The super growth asset is the cloud and with Intel’s cloud segment only expanding 5%, Intel has managed to turn a high growth area into an anemic, stale business.

Then if you stepped back a few meters and understood that going forward Intel will have to operate in the face of a hotter than hot trade war between China and America, then investors have scarce meaningful catalysts to hang their hat on.

Swan said the company saw “greater than expected weakness in China during the fourth quarter” boding ill for the future considering Intel derives 24% of total revenue from China.

Investors are fearing that Intel could turn into additional collateral damage to the trade war that has no end in sight, and chips are at the vanguard of contested products that China and America are squabbling over.

Oracle (ORCL), without notice, shuttered their China research and development center laying off 900 Chinese workers in one fell swoop, and Intel could also be forced to cut off limbs to save the body as well.

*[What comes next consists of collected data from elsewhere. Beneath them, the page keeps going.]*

//! Endpoint (vhost) tools
//!
//! Only default HTTPS endpoints on the platform-managed domain can be
//! created here.

use std::sync::Arc;

use schemars::JsonSchema;
use serde::Deserialize;
use serde_json::json;
use tower_mcp::extract::{Json, State};
use tower_mcp::{CallToolResult, McpRouter, Tool, ToolBuilder};

use crate::state::AppState;
use crate::tools::{api_error, platform_error, require_write, snapshot, snapshot_list};

/// Input for listing endpoints (no parameters)
#[derive(Debug, Deserialize, JsonSchema)]
pub struct ListVhostsInput {}

/// Build the list_vhosts tool
pub fn list_vhosts(state: Arc<AppState>) -> Tool {
    ToolBuilder::new("list_vhosts")
        .description("List all Aptible endpoints (vhosts) across every environment")
        .read_only()
        .idempotent()
        .extractor_handler_typed::<_, _, _, ListVhostsInput>(
            state,
            |State(state): State<Arc<AppState>>, Json(_input): Json<ListVhostsInput>| async move {
                let platform = state.platform().await.map_err(platform_error)?;
                let vhosts = platform
                    .vhosts
                    .list()
                    .await
                    .map_err(|e| api_error("Failed to list endpoints", e))?;

                snapshot_list("vhosts", &vhosts)
            },
        )
        .build()
}

/// Input for getting one endpoint
#[derive(Debug, Deserialize, JsonSchema)]
pub struct GetVhostInput {
    /// Endpoint id
    pub vhost_id: i64,
}

/// Build the get_vhost tool
pub fn get_vhost(state: Arc<AppState>) -> Tool {
    ToolBuilder::new("get_vhost")
        .description("Get an Aptible endpoint (vhost) by id, including its domain and status")
        .read_only()
        .idempotent()
        .extractor_handler_typed::<_, _, _, GetVhostInput>(
            state,
            |State(state): State<Arc<AppState>>, Json(input): Json<GetVhostInput>| async move {
                let platform = state.platform().await.map_err(platform_error)?;
                let vhost = platform
                    .vhosts
                    .get_by_id(input.vhost_id)
                    .await
                    .map_err(|e| api_error("Failed to get endpoint", e))?;

                match vhost {
                    Some(vhost) => snapshot(&vhost),
                    None => Ok(CallToolResult::text(format!(
                        "No vhost found with id {}.",
                        input.vhost_id
                    ))),
                }
            },
        )
        .build()
}

/// Input for creating an endpoint
#[derive(Debug, Deserialize, JsonSchema)]
pub struct CreateVhostInput {
    /// Handle of the app
    pub app_handle: String,
    /// Handle of the service to expose (its process type)
    pub service_handle: String,
    /// Environment the app lives in
    #[serde(default)]
    pub account_handle: Option<String>,
    /// Maximum seconds to wait for the provision operation
    #[serde(default)]
    pub timeout_seconds: Option<u64>,
}

/// Build the create_vhost tool
pub fn create_vhost(state: Arc<AppState>) -> Tool {
    ToolBuilder::new("create_vhost")
        .description(
            "Expose a service of an Aptible app through a public HTTPS endpoint on the \
             default platform domain. Blocks until the endpoint is provisioned.",
        )
        .non_destructive()
        .extractor_handler_typed::<_, _, _, CreateVhostInput>(
            state,
            |State(state): State<Arc<AppState>>, Json(input): Json<CreateVhostInput>| async move {
                require_write(&state)?;

                let platform = state
                    .platform_with_timeout(input.timeout_seconds)
                    .await
                    .map_err(platform_error)?;
                let (_, service) = platform
                    .find_service(
                        &input.app_handle,
                        &input.service_handle,
                        input.account_handle.as_deref(),
                    )
                    .await
                    .map_err(|e| api_error("Failed to create endpoint", e))?;
                let vhost = platform
                    .vhosts
                    .create(service.id)
                    .await
                    .map_err(|e| api_error("Failed to create endpoint", e))?;

                snapshot(&vhost)
            },
        )
        .build()
}

/// Input for deleting an endpoint
#[derive(Debug, Deserialize, JsonSchema)]
pub struct DeleteVhostInput {
    /// Endpoint id
    pub vhost_id: i64,
    /// Maximum seconds to wait for the deprovision operation
    #[serde(default)]
    pub timeout_seconds: Option<u64>,
}

/// Build the delete_vhost tool
pub fn delete_vhost(state: Arc<AppState>) -> Tool {
    ToolBuilder::new("delete_vhost")
        .description(
            "DANGEROUS: Deprovision an Aptible endpoint (vhost). Traffic to its domain stops.",
        )
        .destructive()
        .extractor_handler_typed::<_, _, _, DeleteVhostInput>(
            state,
            |State(state): State<Arc<AppState>>, Json(input): Json<DeleteVhostInput>| async move {
                require_write(&state)?;

                let platform = state
                    .platform_with_timeout(input.timeout_seconds)
                    .await
                    .map_err(platform_error)?;
                platform
                    .vhosts
                    .delete(input.vhost_id)
                    .await
                    .map_err(|e| api_error("Failed to delete endpoint", e))?;

                CallToolResult::from_serialize(&json!({
                    "id": input.vhost_id,
                    "status": "deprovisioned",
                }))
            },
        )
        .build()
}

/// Build an MCP sub-router containing the endpoint tools
pub fn router(state: Arc<AppState>) -> McpRouter {
    McpRouter::new()
        .tool(list_vhosts(state.clone()))
        .tool(get_vhost(state.clone()))
        .tool(create_vhost(state.clone()))
        .tool(delete_vhost(state))
}
#[tokio::test]
async fn scale_sends_only_supplied_fields_and_refetches() {
    let server = MockServer::start().await;
    Mock::given(method("POST"))
        .and(path("/services/5/operations"))
        .and(body_json(json!({"type": "scale", "container_count": 4})))
        .respond_with(ResponseTemplate::new(201).set_body_json(json!({"id": 77})))
        .expect(1)
        .mount(&server)
        .await;
    mount_operation_succeeded(&server, 77).await;
    mount_get(
        &server,
        "/services/5",
        json!({
            "id": 5,
            "handle": "web",
            "container_count": 4,
            "container_memory_limit_mb": 1024,
            "_links": {"app": href(&server, "apps", 3)}
        }),
    )
    .await;

    let service = platform(&server)
        .services
        .scale(
            5,
            ScaleRequest {
                container_count: Some(4),
                container_memory_mb: None,
            },
        )
        .await
        .unwrap();
    assert_eq!(service.container_count, Some(4));
    assert_eq!(service.app_id().unwrap(), 3);
}

#[tokio::test]
async fn scale_without_fields_makes_no_request() {
    let server = MockServer::start().await;
    Mock::given(method("POST"))
        .respond_with(ResponseTemplate::new(201))
        .expect(0)
        .mount(&server)
        .await;

    let err = platform(&server)
        .services
        .scale(5, ScaleRequest::default())
        .await
        .unwrap_err();
    assert!(err.is_validation());
}

#[tokio::test]
async fn create_vhost_posts_fixed_body_then_provisions() {
    let server = MockServer::start().await;
    Mock::given(method("POST"))
        .and(path("/services/9/vhosts"))
        .and(body_json(json!({
            "service_id": 9,
            "type": "http",
            "platform": "alb",
            "load_balancing_algorithm_type": "round_robin",
            "default": true,
            "acme": false,
            "internal": false
        })))
        .respond_with(ResponseTemplate::new(201).set_body_json(json!({
            "id": 12,
            "status": "pending",
            "_links": {"service": href(&server, "services", 9)}
        })))
        .expect(1)
        .mount(&server)
        .await;
    Mock::given(method("POST"))
        .and(path("/vhosts/12/operations"))
        .and(body_json(json!({"type": "provision"})))
        .respond_with(ResponseTemplate::new(201).set_body_json(json!({"id": 300})))
        .expect(1)
        .mount(&server)
        .await;
    mount_operation_succeeded(&server, 300).await;

    let vhost = platform(&server).vhosts.create(9).await.unwrap();
    assert_eq!(vhost.service_id().unwrap(), 9);
}
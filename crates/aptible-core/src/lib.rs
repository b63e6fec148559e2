//! # aptible-core
//!
//! Shared engine for Aptible tooling: an authenticated client for the
//! platform's HAL+JSON API, typed resource snapshots, per-resource managers,
//! and the poller that waits on asynchronous backend operations.
//!
//! ## Layers
//!
//! - [`client`] - authenticated GET/POST/PUT/DELETE with bearer-token memoization
//! - [`resource`] - the [`Resource`] trait and the generic [`ResourceManager`]
//! - [`models`] - Account, App, Database, Service, Vhost, Stack, Operation
//! - [`progress`] - operation polling with a deadline and capped backoff
//! - [`lookup`] - handle resolution with parent-scope disambiguation
//! - [`platform`] - wires every manager together from one [`ApiClient`]
//!
//! ## Example
//!
//! ```rust,no_run
//! use aptible_core::{ApiClient, Config, Platform};
//!
//! # async fn example() -> aptible_core::Result<()> {
//! let config = Config::load()?.with_env_overrides();
//! let client = ApiClient::from_config(&config)?;
//! let platform = Platform::new(client, config.poll.options());
//!
//! for account in platform.accounts.list().await? {
//!     println!("{} (stack {:?})", account.handle, account.stack_id());
//! }
//! # Ok(())
//! # }
//! ```

pub mod client;
pub mod config;
pub mod error;
pub mod lookup;
pub mod models;
pub mod platform;
pub mod progress;
pub mod resource;

pub use client::{ApiClient, ApiClientBuilder};
pub use config::{Config, ConfigError, PollConfig};
pub use error::{CoreError, Result};
pub use models::{
    Account, AccountManager, App, AppManager, Database, DatabaseImage, DatabaseManager, Operation,
    OperationManager, OperationStatus, OperationSummary, ScaleRequest, Service, ServiceManager,
    Stack, StackManager, Vhost, VhostManager,
};
pub use platform::Platform;
pub use progress::{PollOptions, ProgressCallback, ProgressEvent, wait_for_operation};
pub use resource::{Link, Links, Resource, ResourceManager};
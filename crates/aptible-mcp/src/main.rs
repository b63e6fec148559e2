//! aptible-mcp: MCP server for the Aptible platform
//!
//! A standalone MCP server that exposes Aptible environment, app, database
//! and endpoint management as tools for AI systems.

use std::path::PathBuf;
use std::sync::Arc;

use anyhow::{Context, Result};
use aptible_core::Config;
use aptible_mcp::{AppState, tools};
use clap::{Parser, ValueEnum};
use tower_mcp::{CapabilityFilter, DenialBehavior, McpRouter, Tool, transport::StdioTransport};
use tracing::info;
use tracing_subscriber::{EnvFilter, fmt, prelude::*};

/// Transport mode for the MCP server
#[derive(Debug, Clone, Copy, Default, PartialEq, Eq, ValueEnum)]
enum Transport {
    /// Standard input/output (for CLI integrations)
    #[default]
    Stdio,
    /// HTTP with Server-Sent Events (for shared deployments)
    Http,
}

/// MCP server for the Aptible platform
#[derive(Parser, Debug)]
#[command(name = "aptible-mcp")]
#[command(version, about, long_about = None)]
struct Args {
    /// Transport mode
    #[arg(short, long, value_enum, default_value = "stdio")]
    transport: Transport,

    /// Read-only mode: hide and refuse every tool that changes platform state
    #[arg(long, env = "APTIBLE_MCP_READ_ONLY")]
    read_only: bool,

    /// Configuration file (defaults to the platform config directory)
    #[arg(long, env = "APTIBLE_MCP_CONFIG")]
    config: Option<PathBuf>,

    /// Platform API base URL (overrides config and APTIBLE_API_URL)
    #[arg(long)]
    api_url: Option<String>,

    /// Auth server base URL (overrides config and APTIBLE_AUTH_URL)
    #[arg(long)]
    auth_url: Option<String>,

    // --- HTTP transport options ---
    /// Host to bind HTTP server
    #[arg(long, default_value = "127.0.0.1")]
    host: String,

    /// Port to bind HTTP server
    #[arg(long, default_value = "8080")]
    port: u16,

    // --- Rate limiting ---
    /// Maximum concurrent requests
    #[arg(long, default_value = "10")]
    max_concurrent: usize,

    /// Request timeout in seconds (HTTP mode); write tools block until their operation finishes
    #[arg(long, default_value = "1800")]
    request_timeout_secs: u64,

    // --- Logging ---
    /// Log level
    #[arg(long, default_value = "info", env = "RUST_LOG")]
    log_level: String,
}

/// Load configuration: file, then environment, then command-line flags
fn load_config(args: &Args) -> Result<Config> {
    let config = match &args.config {
        Some(path) => Config::load_from_path(path)
            .with_context(|| format!("Failed to load config from {}", path.display()))?,
        None => Config::load().context("Failed to load config")?,
    };
    let mut config = config.with_env_overrides();

    if let Some(url) = &args.api_url {
        config.api_url = url.clone();
    }
    if let Some(url) = &args.auth_url {
        config.auth_url = url.clone();
    }
    config.validate()?;

    Ok(config)
}

#[tokio::main]
async fn main() -> Result<()> {
    let args = Args::parse();

    // Initialize tracing
    tracing_subscriber::registry()
        .with(fmt::layer().with_writer(std::io::stderr))
        .with(EnvFilter::try_from_default_env().unwrap_or_else(|_| args.log_level.clone().into()))
        .init();

    let config = load_config(&args)?;

    info!(
        transport = ?args.transport,
        read_only = args.read_only,
        api_url = %config.api_url,
        "Starting aptible-mcp server"
    );

    let state = Arc::new(AppState::new(config, args.read_only));
    let router = build_router(state, args.read_only);

    match args.transport {
        Transport::Stdio => {
            info!("Running with stdio transport");
            StdioTransport::new(router).run().await?;
        }
        Transport::Http => {
            info!(host = %args.host, port = args.port, "Running with HTTP transport");
            run_http_server(router, &args).await?;
        }
    }

    Ok(())
}

/// Footer instructions for authentication
const AUTH_INSTRUCTIONS: &str = r#"
## Authentication

Credentials come from APTIBLE_TOKEN or the token file written by
`aptible login`. If a tool reports missing or expired credentials, ask
the user to log in again; the aptible://config resource shows which
auth server and token file are in use.
"#;

/// Build the MCP router with instructions and the optional read-only filter
fn build_router(state: Arc<AppState>, read_only: bool) -> McpRouter {
    let mut instructions = String::from(
        r#"Aptible Platform MCP Server

This server manages Aptible environments, apps, databases, services and
endpoints, and reads the history and logs of platform operations.

## Available Tools
"#,
    );
    instructions.push_str(tools::instructions());
    instructions.push_str(AUTH_INSTRUCTIONS);

    let router = aptible_mcp::router(state)
        .server_info("aptible-mcp", env!("CARGO_PKG_VERSION"))
        .instructions(&instructions);

    // Hidden from tools/list and refused if called directly
    if read_only {
        info!("Applying read-only filter - write tools will be hidden");
        router.tool_filter(
            CapabilityFilter::new(|_session, tool: &Tool| {
                tool.annotations
                    .as_ref()
                    .map(|a| a.read_only_hint)
                    .unwrap_or(false)
            })
            .denial_behavior(DenialBehavior::Unauthorized),
        )
    } else {
        router
    }
}

/// Run the HTTP server with middleware
#[cfg(feature = "http")]
async fn run_http_server(router: McpRouter, args: &Args) -> Result<()> {
    use std::time::Duration;
    use tower::limit::ConcurrencyLimitLayer;
    use tower::timeout::TimeoutLayer;
    use tower_mcp::HttpTransport;

    let addr = format!("{}:{}", args.host, args.port);

    let transport = HttpTransport::new(router)
        .layer(TimeoutLayer::new(Duration::from_secs(
            args.request_timeout_secs,
        )))
        .layer(ConcurrencyLimitLayer::new(args.max_concurrent));

    transport.serve(&addr).await?;

    Ok(())
}

#[cfg(not(feature = "http"))]
async fn run_http_server(_router: McpRouter, _args: &Args) -> Result<()> {
    anyhow::bail!("HTTP transport requires the 'http' feature")
}

#[cfg(test)]
mod tests {
    use super::*;
    use std::fs;
    use tempfile::TempDir;

    fn parse(args: &[&str]) -> Args {
        Args::try_parse_from(std::iter::once("aptible-mcp").chain(args.iter().copied())).unwrap()
    }

    #[test]
    fn defaults() {
        let args = parse(&[]);
        assert_eq!(args.transport, Transport::Stdio);
        assert!(!args.read_only);
        assert_eq!(args.port, 8080);
        assert_eq!(args.max_concurrent, 10);
    }

    #[test]
    fn http_transport_flags() {
        let args = parse(&["--transport", "http", "--host", "0.0.0.0", "--port", "9000"]);
        assert_eq!(args.transport, Transport::Http);
        assert_eq!(args.host, "0.0.0.0");
        assert_eq!(args.port, 9000);
    }

    #[test]
    fn cli_urls_override_config_file() {
        let dir = TempDir::new().unwrap();
        let path = dir.path().join("config.toml");
        fs::write(
            &path,
            "api_url = \"https://api.from-file.test\"\nauth_url = \"https://auth.from-file.test\"\n",
        )
        .unwrap();

        let args = parse(&[
            "--config",
            path.to_str().unwrap(),
            "--api-url",
            "https://api.from-flag.test",
        ]);
        let config = load_config(&args).unwrap();
        assert_eq!(config.api_url, "https://api.from-flag.test");
    }

    #[test]
    fn invalid_cli_url_is_rejected() {
        let dir = TempDir::new().unwrap();
        let path = dir.path().join("missing.toml");

        let args = parse(&["--config", path.to_str().unwrap(), "--auth-url", "not a url"]);
        assert!(load_config(&args).is_err());
    }
}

The narrative coming out of both countries will not offer investors peace of mind, and a primary reason why the Mad Hedge Technology Letter has avoided the chip space in 2019.

It’s hard to trade around the most volatile area in tech whose global revenue is becoming less and less certain because of two governments that have deep-rooted structural problems with each other’s trade policies.

Today’s tech letter is another rallying cry for buying software companies with zero exposure to China in order to shelter capital from the draconian stances of two tech sectors that are at odds with each other.

Let me remind you that Intel and Western Digital (WDC) were on my list of five tech stocks to avoid this year, and those calls that I made 6 months before are looking great in hindsight.